Then he did something that he afterward regretted. But malice burned so hotly in his veins that he could not resist the impulse. He walked over to her and, before she could comprehend his purpose, swept her into his arms, held her tightly for a moment, and kissed her, her eyes, her lips, her throat. Then he flung her roughly back upon the divan, stalked from the room, and closed the door with an emphasis which proclaimed that it was to stand between them eternally. Once he reached the street, he spat and rubbed his lips energetically.

He had been a fool to do that. He had slipped down to her level. But, hang it! it was the only way he could make her feel anything, the viper!

A fool indeed; for later that act was going to cost him dearly.

He left behind a tableau. Not until his footsteps died away did the woman stir. Then she sprang to her feet, a fury. She swept her hand savagely across her mouth. She, too, spat.
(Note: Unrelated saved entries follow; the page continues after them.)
pub mod charts;
pub mod columns;
pub mod export;
pub mod health;
pub mod load;

use axum::Router;

use crate::state::AppState;

pub fn router(state: AppState) -> Router {
    Router::new()
        .merge(health::router())
        .nest(
            "/api",
            Router::new()
                .merge(columns::router())
                .merge(load::router())
                .merge(charts::router())
                .merge(export::router()),
        )
        .with_state(state)
}
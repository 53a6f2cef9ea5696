#[derive(Debug, thiserror::Error)]
pub enum CoreError {
    #[error("failed to write job record: {0}")]
    Write(#[from] std::io::Error),

    #[error("Validation failed: {0}")]
    Validation(String),
}
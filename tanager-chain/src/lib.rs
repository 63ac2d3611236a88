//! Consensus-critical data structures for Tanager.
//!
//! This crate defines the core Bitcoin entities (blocks, transactions,
//! transparent inputs and outputs), the consensus wire encoding, amounts,
//! difficulty/work arithmetic, and the hash primitives shared by the rest
//! of the node. It deliberately contains no I/O and no policy: everything
//! here is either a value type or a pure function over value types.

#![allow(clippy::unit_arg)]

#[macro_use]
extern crate serde;

pub mod amount;
pub mod block;
pub mod parameters;
pub mod primitives;
pub mod serialize;
pub mod transaction;
pub mod transparent;
pub mod work;

mod cached;

pub use cached::Cached;
pub use serialize::{Decode, Encode, SerializationError, VarInt};
use bitflags::bitflags;

bitflags! {
    /// Script verification flags.
    ///
    /// Each flag turns on a rule that activated at some height; consensus
    /// code derives the active set for a block from the network's
    /// activation schedule. Executing with no flags reproduces the
    /// original 2009 semantics.
    pub struct VerifyFlags: u32 {
        /// BIP-16: evaluate pay-to-script-hash.
        const P2SH = 1 << 0;
        /// BIP-66: signatures must be strict DER.
        const DERSIG = 1 << 1;
        /// Reject high-S signatures (low-S malleability rule).
        const LOW_S = 1 << 2;
        /// The CHECKMULTISIG dummy must be the empty byte string.
        const NULLDUMMY = 1 << 3;
        /// scriptSig must be push-only.
        const SIGPUSHONLY = 1 << 4;
        /// Pushes and numbers must use their shortest encoding.
        const MINIMALDATA = 1 << 5;
        /// Exactly one element may remain after evaluation.
        const CLEANSTACK = 1 << 6;
        /// BIP-65: OP_CHECKLOCKTIMEVERIFY.
        const CHECKLOCKTIMEVERIFY = 1 << 7;
        /// BIP-112: OP_CHECKSEQUENCEVERIFY.
        const CHECKSEQUENCEVERIFY = 1 << 8;
        /// BIP-141: witness program evaluation.
        const WITNESS = 1 << 9;
        /// A failed signature check must consume an empty signature.
        const NULLFAIL = 1 << 10;
        /// OP_IF in witness v0 scripts must consume exactly 0x01 or empty.
        const MINIMALIF = 1 << 11;
        /// Witness v0 public keys must be compressed.
        const WITNESS_PUBKEYTYPE = 1 << 12;
        /// BIP-341/342: taproot and tapscript evaluation.
        const TAPROOT = 1 << 13;
        /// Reject use of upgradable NOPs (relay policy, not consensus).
        const DISCOURAGE_UPGRADABLE_NOPS = 1 << 14;
        /// Reject unknown witness versions (relay policy, not consensus).
        const DISCOURAGE_UPGRADABLE_WITNESS_PROGRAM = 1 << 15;
    }
}

impl VerifyFlags {
    /// Everything consensus enforces at the current tip.
    pub fn all_consensus() -> VerifyFlags {
        VerifyFlags::P2SH
            | VerifyFlags::DERSIG
            | VerifyFlags::LOW_S
            | VerifyFlags::NULLDUMMY
            | VerifyFlags::MINIMALDATA
            | VerifyFlags::CHECKLOCKTIMEVERIFY
            | VerifyFlags::CHECKSEQUENCEVERIFY
            | VerifyFlags::WITNESS
            | VerifyFlags::NULLFAIL
            | VerifyFlags::TAPROOT
    }
}
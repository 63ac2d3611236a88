//! Shared test bootstrap for the Tanager workspace.
//!
//! Every test's first line is `tanager_test::init();`, which installs the
//! tracing subscriber and error reporting hooks exactly once per process.

use lazy_static::lazy_static;
use tracing_error::ErrorLayer;
use tracing_subscriber::prelude::*;
use tracing_subscriber::{fmt, EnvFilter};

lazy_static! {
    static ref INSTALLED: () = {
        let fmt_layer = fmt::layer().with_target(true);
        // Tests default to warnings only; override with RUST_LOG.
        let filter_layer =
            EnvFilter::try_from_default_env().unwrap_or_else(|_| EnvFilter::new("warn"));

        tracing_subscriber::registry()
            .with(filter_layer)
            .with(fmt_layer)
            .with(ErrorLayer::default())
            .init();

        color_eyre::install().expect("color-eyre installs once");
    };
}

/// Initialize global test context. Idempotent; safe to call from every
/// test in a binary.
pub fn init() {
    lazy_static::initialize(&INSTALLED);
}
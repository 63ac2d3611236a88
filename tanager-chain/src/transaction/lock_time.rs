use std::io;

use crate::block::Height;
use crate::serialize::{Decode, Encode, SerializationError};

/// The raw locktime values at or above this threshold are Unix timestamps;
/// below it they are block heights.
pub const LOCK_TIME_THRESHOLD: u32 = 500_000_000;

/// A transaction's absolute lock time.
///
/// The raw field is a u32 whose meaning flips at `LOCK_TIME_THRESHOLD`:
/// small values are block heights, large values are Unix times.
#[derive(Copy, Clone, Debug, PartialEq, Eq)]
pub enum LockTime {
    /// Unlocked once the chain reaches this height.
    Height(Height),
    /// Unlocked once the median-time-past reaches this Unix time.
    Time(u32),
}

impl LockTime {
    /// A lock time that never locks anything.
    pub const fn unlocked() -> LockTime {
        LockTime::Height(Height(0))
    }

    /// Interpret a raw consensus u32.
    pub fn from_raw(raw: u32) -> LockTime {
        if raw < LOCK_TIME_THRESHOLD {
            LockTime::Height(Height(raw))
        } else {
            LockTime::Time(raw)
        }
    }

    /// The raw consensus u32.
    pub fn raw(self) -> u32 {
        match self {
            LockTime::Height(height) => height.0,
            LockTime::Time(time) => time,
        }
    }
}

impl Encode for LockTime {
    fn encode<W: io::Write>(&self, writer: W) -> Result<(), io::Error> {
        self.raw().encode(writer)
    }

    fn encoded_len(&self) -> usize {
        4
    }
}

impl Decode for LockTime {
    fn decode<R: io::Read>(reader: R) -> Result<Self, SerializationError> {
        Ok(LockTime::from_raw(u32::decode(reader)?))
    }
}
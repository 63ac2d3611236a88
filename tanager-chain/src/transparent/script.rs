use std::{
    fmt,
    io::{self, Read},
};

use crate::serialize::{Decode, Encode, SerializationError, VarInt};

/// An encoding of a Bitcoin script.
///
/// At this layer a script is only bytes; parsing and execution live in the
/// script crate.
#[derive(Clone, Eq, PartialEq, Hash, Serialize, Deserialize, Default)]
pub struct Script(pub Vec<u8>);

impl Script {
    pub fn as_bytes(&self) -> &[u8] {
        &self.0
    }

    pub fn len(&self) -> usize {
        self.0.len()
    }

    pub fn is_empty(&self) -> bool {
        self.0.is_empty()
    }

    /// Length on the wire: varint prefix plus the raw bytes.
    pub fn serialized_len(&self) -> usize {
        VarInt::size(self.0.len()) + self.0.len()
    }

    /// Is this an OP_RETURN data carrier? Such outputs are provably
    /// unspendable and never enter the UTXO set.
    pub fn is_op_return(&self) -> bool {
        self.0.first() == Some(&0x6a)
    }
}

impl fmt::Debug for Script {
    fn fmt(&self, f: &mut fmt::Formatter) -> fmt::Result {
        f.debug_tuple("Script").field(&hex::encode(&self.0)).finish()
    }
}

impl Encode for Script {
    fn encode<W: io::Write>(&self, mut writer: W) -> Result<(), io::Error> {
        VarInt::from(self.0.len()).encode(&mut writer)?;
        writer.write_all(&self.0)
    }

    fn encoded_len(&self) -> usize {
        self.serialized_len()
    }
}

impl Decode for Script {
    fn decode<R: io::Read>(mut reader: R) -> Result<Self, SerializationError> {
        let len = VarInt::decode(&mut reader)?.value();
        let mut bytes = Vec::with_capacity(std::cmp::min(len as usize, 1024));
        let read = (&mut reader).take(len).read_to_end(&mut bytes)?;
        if read as u64 != len {
            return Err(SerializationError::Parse("truncated script"));
        }
        Ok(Script(bytes))
    }
}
"Oh!" she cried, through her teeth, in a kind of animal roar. She seized the divan pillow, tore at it, and sent it hurtling across the room. "Oh!"

"There, there! Enough of that, Berta!"

A man stepped from behind the screen. He was notable for three things, his bulk, his straw-colored hair, and the pleasant expression of his smooth, ruddy face. The ensemble was particularly agreeable. But in detail, somehow, the man lost out. There wasn't enough skull at the back of his head, his eyes were too shallow, there was a bad droop to his nether lip. For all these defects, everything about the man suggested power—power never wastefully applied.

The woman whirled upon him. "But you!" her voice thick with passion. "You saw what he did?"

"Yes."

"And you let him go?"

"I have told you. If there is one man in Manila I do not care to meet, it's the captain."

"I despise you all!" She flew about the room, gesticulating.

"You will die of apoplexy some day, if you ever have the misfortune to grow fat. Enough of that nonsense. That goose is dead; but there are others, and larger golden eggs."

"But I hate him! I want him broken, disgraced! Didn't you hear him order me out of Manila?"

"Don't let that worry you. You'll stay here until I'm ready to leave. I'll hide you over in the Tondo."

"What! Among the natives?"

The man crossed the room and caught hold of her. "Be sensible. The captain will do exactly as he threatens. It's Bilibid if I don't hide you at once. You couldn't walk five blocks up the Escolta without running into some one who knows you. You left a trail across these diggings, my tiger-kitten. They don't call you The Yellow Typhoon for nothing. You've got to keep under cover, since we can't get you into that villa of his. These are war-times and I've big work to do. You'll go to Tondo because it is my will. I've let you play your game; now you'll help me play mine. When this job is done we'll return to the States and live like nabobs. I tell you, Berta, there's a fortune for the picking. Risks, yes; but not any more dangerous than we've been accustomed to. These American swine—"

"Hush!"

"All right." The man switched into Danish. "These American swine don't shoot spies; they arrest them and let them out on bail. Ye gods! But I say, I've got a little surprise for you. Remember those sables I smuggled in last spring? Well, Wu Fang is making them into a coat that will be worth seven thousand in the States."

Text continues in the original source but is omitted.